Игорь Данилевский - Древняя Русь глазами современников и потомков (IX-XII вв.); Курс лекций
Эта идея представляется современному человеку несколько противоречащей здравому смыслу. Однако она в гораздо меньшей степени будет казаться странной и нелогичной, если мы вспомним, что в нашем обществе не принято (без всяких рациональных объяснений!) принимать подарки — особенно дорогие — от незнакомых людей. С этим же представлением в современном обществе связано и такое явление, как взятка. Получивший «подарок» берет на себя определенные обязательства по отношению к «дарителю». Не вступая в собственно экономические отношения, он становится лично зависимым от воли взяткодателя и обязуется «отплатить» ему нарушением закона. Во всяком случае именно так расценивает действия и намерения обеих участвующих в этой процедуре сторон Уголовный кодекс РФ.

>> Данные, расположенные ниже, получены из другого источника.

#[cfg(test)]
mod tests {
    use super::*;
    use crate::testutil::{ready_media, test_context};
    use storycut_models::{JobInput, TranscriptSegment};

    #[tokio::test]
    async fn transcribe_without_audio_stores_empty_transcript() {
        let ctx = test_context();
        let media_id = ready_media(&ctx, 30.0, false).await;
        let job = Job::new(media_id.clone(), JobInput::Transcribe);

        transcribe(&ctx, &job).await.unwrap();
        let transcript = ctx.registry.get_transcript(&media_id).await.unwrap().unwrap();
        assert!(transcript.is_empty());
    }

    #[tokio::test]
    async fn transcribe_is_idempotent() {
        let ctx = test_context();
        let media_id = ready_media(&ctx, 30.0, false).await;
        let job = Job::new(media_id.clone(), JobInput::Transcribe);

        transcribe(&ctx, &job).await.unwrap();
        let first = ctx.registry.get_transcript(&media_id).await.unwrap().unwrap();

        // Second run with a retry job leaves state byte-identical
        let retry = Job::new(media_id.clone(), JobInput::Transcribe);
        let result = transcribe(&ctx, &retry).await.unwrap().unwrap();
        assert_eq!(result["cached"], true);
        let second = ctx.registry.get_transcript(&media_id).await.unwrap().unwrap();
        assert_eq!(first, second);
    }

    #[tokio::test]
    async fn silence_on_muted_source_is_one_full_interval() {
        let ctx = test_context();
        let media_id = ready_media(&ctx, 30.0, false).await;
        let job = Job::new(media_id.clone(), JobInput::DetectSilence);

        detect_silence(&ctx, &job).await.unwrap();
        let map = ctx.registry.get_silence_map(&media_id).await.unwrap().unwrap();
        assert_eq!(map.intervals.len(), 1);
        assert_eq!(map.intervals[0].start, 0.0);
        assert_eq!(map.intervals[0].end, 30.0);
    }

    #[tokio::test]
    async fn zero_duration_source_gets_empty_artefacts() {
        let ctx = test_context();
        let media_id = ready_media(&ctx, 0.0, true).await;

        let job = Job::new(media_id.clone(), JobInput::Transcribe);
        transcribe(&ctx, &job).await.unwrap();
        assert!(ctx
            .registry
            .get_transcript(&media_id)
            .await
            .unwrap()
            .unwrap()
            .is_empty());

        let job = Job::new(media_id.clone(), JobInput::DetectSilence);
        detect_silence(&ctx, &job).await.unwrap();
        assert!(ctx
            .registry
            .get_silence_map(&media_id)
            .await
            .unwrap()
            .unwrap()
            .intervals
            .is_empty());

        let job = Job::new(media_id.clone(), JobInput::DetectScenes);
        detect_scenes(&ctx, &job).await.unwrap();
        assert!(ctx
            .registry
            .get_scene_cuts(&media_id)
            .await
            .unwrap()
            .unwrap()
            .cuts
            .is_empty());
    }

    #[tokio::test]
    async fn index_scenes_builds_covering_intervals() {
        let ctx = test_context();
        let media_id = ready_media(&ctx, 20.0, true).await;
        ctx.registry
            .put_scene_cuts(&media_id, storycut_models::SceneCuts { cuts: vec![10.0] })
            .await
            .unwrap();
        ctx.registry
            .put_frames(
                &media_id,
                vec![storycut_models::Frame {
                    t: 12.0,
                    description: "a whiteboard".into(),
                    confidence: None,
                }],
            )
            .await
            .unwrap();

        let job = Job::new(media_id.clone(), JobInput::IndexScenes);
        index_scenes(&ctx, &job).await.unwrap();

        let scenes = ctx.registry.get_scenes(&media_id).await.unwrap().unwrap();
        assert_eq!(scenes.len(), 2);
        assert_eq!(scenes[1].description.as_deref(), Some("a whiteboard"));
    }

    #[tokio::test]
    async fn select_clips_with_no_transcript_is_empty_not_failed() {
        let ctx = test_context();
        let media_id = ready_media(&ctx, 120.0, true).await;
        // Transcript and silence exist but carry no segments
        ctx.registry
            .put_transcript(&media_id, Transcript::empty())
            .await
            .unwrap();
        ctx.registry
            .put_silence_map(&media_id, SilenceMap::empty())
            .await
            .unwrap();

        let job = Job::new(media_id.clone(), JobInput::SelectClips);
        let result = select_clips(&ctx, &job).await.unwrap().unwrap();
        assert_eq!(result["candidates"], 0);
    }

    #[tokio::test]
    async fn select_clips_finds_candidates_in_dense_speech() {
        let ctx = test_context();
        let media_id = ready_media(&ctx, 120.0, true).await;

        let segments: Vec<TranscriptSegment> = (0..24)
            .map(|i| TranscriptSegment {
                start: i as f64 * 5.0,
                end: (i + 1) as f64 * 5.0,
                text: "a steady stream of words to keep the density up".into(),
                confidence: None,
                words: vec![],
            })
            .collect();
        ctx.registry
            .put_transcript(
                &media_id,
                Transcript {
                    segments,
                    language: "en".into(),
                },
            )
            .await
            .unwrap();
        ctx.registry
            .put_silence_map(&media_id, SilenceMap::empty())
            .await
            .unwrap();

        let job = Job::new(media_id.clone(), JobInput::SelectClips);
        select_clips(&ctx, &job).await.unwrap();

        let candidates = ctx
            .registry
            .get_clip_candidates(&media_id)
            .await
            .unwrap()
            .unwrap();
        assert!(!candidates.is_empty());
        assert!(candidates.len() <= 5);
    }

    #[test]
    fn clamp_drops_and_trims_overrunning_segments() {
        let transcript = Transcript {
            segments: vec![
                TranscriptSegment {
                    start: 0.0,
                    end: 5.0,
                    text: "fine".into(),
                    confidence: None,
                    words: vec![],
                },
                TranscriptSegment {
                    start: 8.0,
                    end: 15.0,
                    text: "trimmed".into(),
                    confidence: None,
                    words: vec![],
                },
                TranscriptSegment {
                    start: 20.0,
                    end: 25.0,
                    text: "dropped".into(),
                    confidence: None,
                    words: vec![],
                },
            ],
            language: "en".into(),
        };
        let clamped = clamp_transcript(transcript, 10.0);
        assert_eq!(clamped.segments.len(), 2);
        assert_eq!(clamped.segments[1].end, 10.0);
        assert!(clamped.check_invariants(10.0).is_ok());
    }
}
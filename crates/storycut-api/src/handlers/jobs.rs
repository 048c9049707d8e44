//! Job status and cancellation.

use axum::extract::{Path, State};
use axum::Json;
use serde::Serialize;
use tracing::info;

use storycut_models::{JobId, JobStatus};
use storycut_registry::JobPatch;

use crate::error::{ApiError, ApiResult};
use crate::state::AppState;

#[derive(Serialize)]
pub struct JobResponse {
    pub job_id: String,
    pub media_id: String,
    pub kind: String,
    pub status: String,
    pub attempt: u32,
    #[serde(skip_serializing_if = "Option::is_none")]
    pub result: Option<serde_json::Value>,
    #[serde(skip_serializing_if = "Option::is_none")]
    pub error: Option<storycut_models::JobError>,
    pub enqueued_at: chrono::DateTime<chrono::Utc>,
    #[serde(skip_serializing_if = "Option::is_none")]
    pub started_at: Option<chrono::DateTime<chrono::Utc>>,
    #[serde(skip_serializing_if = "Option::is_none")]
    pub finished_at: Option<chrono::DateTime<chrono::Utc>>,
}

fn job_response(job: storycut_models::Job) -> JobResponse {
    JobResponse {
        job_id: job.job_id.to_string(),
        media_id: job.media_id.to_string(),
        kind: job.kind.as_str().to_string(),
        status: job.status.as_str().to_string(),
        attempt: job.attempt,
        result: job.result,
        error: job.error,
        enqueued_at: job.enqueued_at,
        started_at: job.started_at,
        finished_at: job.finished_at,
    }
}

pub async fn get_job(
    State(state): State<AppState>,
    Path(job_id): Path<String>,
) -> ApiResult<Json<JobResponse>> {
    let job_id = JobId::from_string(job_id);
    state
        .ctx
        .registry
        .get_job(&job_id)
        .await?
        .map(|j| Json(job_response(j)))
        .ok_or_else(|| ApiError::not_found(format!("job {}", job_id)))
}

/// Request cancellation. A queued job terminates immediately; a running
/// one observes the flag at its next safe point.
pub async fn cancel_job(
    State(state): State<AppState>,
    Path(job_id): Path<String>,
) -> ApiResult<Json<JobResponse>> {
    let job_id = JobId::from_string(job_id);
    let job = state
        .ctx
        .registry
        .get_job(&job_id)
        .await?
        .ok_or_else(|| ApiError::not_found(format!("job {}", job_id)))?;

    if job.status.is_terminal() {
        return Ok(Json(job_response(job)));
    }

    let job = state.ctx.registry.request_job_cancel(&job_id).await?;

    // Queued -> Cancelled is immediate; losing the race to a claiming
    // worker is fine, the flag still takes effect cooperatively
    let job = if job.status == JobStatus::Queued {
        state
            .ctx
            .registry
            .update_job_if_status(
                &job_id,
                JobStatus::Queued,
                JobStatus::Cancelled,
                JobPatch::default(),
            )
            .await
            .unwrap_or(job)
    } else {
        job
    };

    info!(job_id = %job_id, status = %job.status, "cancellation requested");
    Ok(Json(job_response(job)))
}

В определенном смысле можно сказать, что сам акт дарения или обмена дарами имел для древнерусского человека (как и для людей практически всех традиционных обществ) магическое значение. Передача какой-то собственности в руки другого человека предоставляла дающему личную власть и влияние на него. Поэтому в ряде случаев люди остерегались принимать безвозмездно чужое имущество, боясь оказаться в личной зависимости от дарителя. Гораздо «безопаснее» было захватить чужое силой. Поэтому-то слова дружинников Игоря: «Что хочем более того: не бившеся, имати злато, и сребро, и паволоки?» в ответ на предложение греков: «Не ходи, но возьми дань», в глазах летописца и его читателей, как уже отмечалось, вряд ли могли иметь положительное значение.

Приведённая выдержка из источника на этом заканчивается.